§ Action item:
Look through the data below and count each line where the word "Bearer" appears. Reply with the count alone.

§ Task material:
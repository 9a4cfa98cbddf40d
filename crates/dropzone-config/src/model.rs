//! Configuration models.

use std::fmt;
use std::path::PathBuf;
use std::time::Duration;

use serde::{Deserialize, Serialize};
use url::Url;

/// Effective, validated client configuration.
#[derive(Clone, PartialEq, Eq, Serialize)]
pub struct ClientConfig {
    /// API origin.
    pub api_url: Url,
    /// Bearer token supplied by the auth collaborator.
    #[serde(skip_serializing)]
    pub access_token: Option<String>,
    /// Per-request timeout.
    pub timeout: Duration,
    /// Directory downloads are saved into.
    pub download_dir: PathBuf,
    /// Log filter directive.
    pub log_level: String,
    /// Log format override (`json` or `pretty`).
    pub log_format: Option<String>,
}

impl fmt::Debug for ClientConfig {
    fn fmt(&self, formatter: &mut fmt::Formatter<'_>) -> fmt::Result {
        formatter
            .debug_struct("ClientConfig")
            .field("api_url", &self.api_url.as_str())
            .field("access_token", &self.access_token.as_ref().map(|_| "<redacted>"))
            .field("timeout", &self.timeout)
            .field("download_dir", &self.download_dir)
            .field("log_level", &self.log_level)
            .field("log_format", &self.log_format)
            .finish()
    }
}

/// One configuration layer. Set fields override lower layers.
///
/// Also the on-disk JSON shape; unknown keys are rejected.
#[derive(Debug, Clone, Default, PartialEq, Eq, Deserialize)]
#[serde(deny_unknown_fields)]
pub struct ConfigPatch {
    /// API origin.
    pub api_url: Option<String>,
    /// Bearer token.
    pub access_token: Option<String>,
    /// Request timeout in seconds.
    pub timeout_secs: Option<u64>,
    /// Download directory.
    pub download_dir: Option<PathBuf>,
    /// Log filter directive.
    pub log_level: Option<String>,
    /// Log format.
    pub log_format: Option<String>,
}

impl ConfigPatch {
    /// Overlay `upper` on top of `self`.
    #[must_use]
    pub fn merge(self, upper: Self) -> Self {
        Self {
            api_url: upper.api_url.or(self.api_url),
            access_token: upper.access_token.or(self.access_token),
            timeout_secs: upper.timeout_secs.or(self.timeout_secs),
            download_dir: upper.download_dir.or(self.download_dir),
            log_level: upper.log_level.or(self.log_level),
            log_format: upper.log_format.or(self.log_format),
        }
    }
}
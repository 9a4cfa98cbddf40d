//! Command-scoped tracing context.
//!
//! # Design
//! - The running command and the client's request id live in task-local
//!   storage so deep call sites can read them without plumbing.
//! - A `command` span tags every log line with the command, request id, and
//!   build SHA.

use std::future::Future;
use std::sync::Arc;

use tracing::Span;

use crate::init::build_sha;

/// Span wrapping one CLI command invocation.
#[must_use]
pub fn command_span(command: &str, request_id: &str) -> Span {
    tracing::info_span!(
        "command",
        name = %command,
        request_id = %request_id,
        build_sha = %build_sha()
    )
}

/// Run `fut` with the request id and command name available to downstream code.
pub async fn with_command_context<Fut, T>(
    request_id: impl Into<String>,
    command: impl Into<String>,
    fut: Fut,
) -> T
where
    Fut: Future<Output = T>,
{
    let context = CommandContext {
        request_id: Arc::from(request_id.into()),
        command: Arc::from(command.into()),
    };
    ACTIVE_COMMAND_CONTEXT.scope(context, fut).await
}

/// Request id of the surrounding command, if one is set.
#[must_use]
pub fn current_request_id() -> Option<String> {
    ACTIVE_COMMAND_CONTEXT
        .try_with(|ctx| ctx.request_id.as_ref().to_string())
        .ok()
}

/// Name of the surrounding command, if one is set.
#[must_use]
pub fn current_command() -> Option<String> {
    ACTIVE_COMMAND_CONTEXT
        .try_with(|ctx| ctx.command.as_ref().to_string())
        .ok()
}

#[derive(Clone)]
struct CommandContext {
    request_id: Arc<str>,
    command: Arc<str>,
}

tokio::task_local! {
    static ACTIVE_COMMAND_CONTEXT: CommandContext;
}

#[cfg(test)]
mod tests {
    use super::*;

    #[test]
    fn command_span_can_be_entered() {
        let span = command_span("dashboard", "req-1");
        let _entered = span.enter();
    }

    #[tokio::test]
    async fn context_is_visible_only_inside_scope() {
        let output = with_command_context("req-42", "download", async {
            assert_eq!(current_request_id().as_deref(), Some("req-42"));
            assert_eq!(current_command().as_deref(), Some("download"));
            "done"
        })
        .await;
        assert_eq!(output, "done");
        assert!(current_request_id().is_none());
        assert!(current_command().is_none());
    }
}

§ Result:
2